La película va más allá de una intención solipsista. No es el retrato vanidoso de quien quiere eternizarse en sus propias imágenes. Late en verdad una sensación de indagación que se percibe en lo espontáneo, de permitirle al lente moverse con el ritmo de la emoción y del afecto. Registra con naturalidad los vínculos familiares. Los deja expresarse y sumarse a la observación. Por eso la cámara no es un artefacto ajeno que los observa desde un plano distante de su realidad, sino que delata su presencia.
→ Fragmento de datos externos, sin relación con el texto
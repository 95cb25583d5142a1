//! RS485 framing for the auxiliary current driver.
//!
//! Fixed 10-byte frames: `55 AA | address | function | byte0 byte1 reserved
//! | checksum | DA C3`. The checksum is the 8-bit sum of the function code and
//! the three data bytes. Independent of the USB framing; nothing is shared.

pub mod error;
pub mod layout;
pub mod parser;

pub use error::SerialFrameError;
pub use parser::{SerialFrame, checksum, parse};
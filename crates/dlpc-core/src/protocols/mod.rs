//! Wire framing for both command channels.
//!
//! Each protocol follows a layered structure:
//! - `layout`: byte offsets, constants and limits (source of truth)
//! - `reader`: bounds-checked byte access (USB only; serial frames are fixed)
//! - `parser`: build, serialize and validate frames
//! - `error`: explicit, actionable errors
//!
//! Parsers are pure and contain no I/O; the `dispatch` layer moves bytes.
//!
//! Version française (résumé):
//! Trames USB et RS485, chacune en couches layout/reader/parser/error. Les
//! parseurs sont purs ; les E/S passent par `dispatch` et `transport`.

pub mod serial;
pub mod usb;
Se le permite volcarse con el movimiento, pasar de una mano a otra, incluso por un momento el realizador accede a que un niño invada el plano y acaricie el lente con curiosidad. Hechos como este último, sencillos, impulsivos tal vez, pueblan casi de manera imperceptible algunas escenas de la película. Pueden pasar desapercibidos o parecer simples situaciones decorativas, contextuales, pero que resultan muy elocuentes en la consciencia dubitativa de Manuel, como ese otro fugaz instante en el cual su sobrina y su sobrino juegan al “papá y a la mamá”, y revelan incluso, en esa ingenuidad, un típico problema de matrimonio.
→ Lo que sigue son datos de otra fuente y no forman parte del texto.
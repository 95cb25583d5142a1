use std::io::{ErrorKind, Read, Write};

use log::info;
use serialport::{DataBits, Parity, SerialPort, StopBits};

use super::{Transport, TransportError};
use crate::config::SerialConfig;

/// RS485 adapter behind a serial port, fixed at 8N1.
pub struct SerialTransport {
    port: Box<dyn SerialPort>,
    timeout_ms: u64,
}

impl SerialTransport {
    pub fn open(config: &SerialConfig) -> Result<Self, TransportError> {
        let port = serialport::new(&config.port, config.baud_rate)
            .data_bits(DataBits::Eight)
            .parity(Parity::None)
            .stop_bits(StopBits::One)
            .timeout(config.timeout())
            .open()
            .map_err(|e| TransportError::OpenFailed(format!("{}: {e}", config.port)))?;
        info!("opened {} at {} baud", config.port, config.baud_rate);
        Ok(Self {
            port,
            timeout_ms: config.timeout_ms,
        })
    }
}

impl Transport for SerialTransport {
    fn write(&mut self, bytes: &[u8]) -> Result<(), TransportError> {
        self.port.write_all(bytes)?;
        self.port.flush()?;
        Ok(())
    }

    /// Collect bytes until `max_len` arrive or the line goes quiet; a short
    /// window is returned as-is for the frame parser to reject.
    fn read(&mut self, max_len: usize) -> Result<Vec<u8>, TransportError> {
        let mut received = Vec::with_capacity(max_len);
        let mut buf = [0u8; 64];
        while received.len() < max_len {
            let want = (max_len - received.len()).min(buf.len());
            match self.port.read(&mut buf[..want]) {
                Ok(0) => break,
                Ok(n) => received.extend_from_slice(&buf[..n]),
                Err(e) if e.kind() == ErrorKind::TimedOut => break,
                Err(e) => return Err(e.into()),
            }
        }
        if received.is_empty() && max_len > 0 {
            return Err(TransportError::Timeout {
                timeout_ms: self.timeout_ms,
            });
        }
        Ok(received)
    }
}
Por eso la cámara no es un artefacto ajeno que los observa desde un plano distante de su realidad, sino que delata su presencia. Se le permite volcarse con el movimiento, pasar de una mano a otra …

Hay, además, una voz en off presente a lo largo de la película que narra los hechos y opera casi como una consciencia que habla desde diferentes planos del tiempo; pero no juzga, se limita tan solo a enfatizar en los dilemas del realizador – protagonista. De esa manera, el director toma distancia de su yo en la imagen para que la introspección suceda sin la injerencia de su propio juicio. Así, la película se convierte en el escenario que fragua Manuel F. Contreras para buscar las respuestas que determinarán sus decisiones y su destino y nos convierte a los espectadores en testigos de ese proceso.

 

Sin embargo, la indagación no se limita a los parangones de Manuel. Él mismo se convierte en la motivación que lleva a sus hermanos, incluido el medio hermano, a hacer sus propios descubrimientos, a adentrarse en su pasado y reconciliarse con quienes ya no están. Podemos, además, percibir la transformación de cada uno a lo largo de los años, incluido Manuel, cuyos interrogantes se van resolviendo a medida que el destino que registra las imágenes le confirma sus reservas en torno a la paternidad y el devenir que añora, del mismo modo, su espacio en Budapest va tomando forma e identidad.

 

La película adquiere un cierto carácter terapéutico. Indaga en lo íntimo para encontrar las grietas que lastiman. Ahonda, sin embargo, en el pasado apenas con la tristeza suficiente; anda como de puntillas, incluso con cierta reverencia, para no despertar rencores ni agudizar el dolor, y la nostalgia alcanza una presencia sutil, sobre todo a través de la música y las fotografías, ya más cercana a la sensación del alivio. Surge entonces la pregunta de si las imágenes son tan solo un registro de los avatares de un conjunto de relaciones afectivas o si la película más bien cumple un rol directo en el destino emocional de los personajes, si la presencia de la cámara, la promesa de un proyecto cinematográfico, incluso el tejido final, en algo habrá incidido en esa catarsis familiar.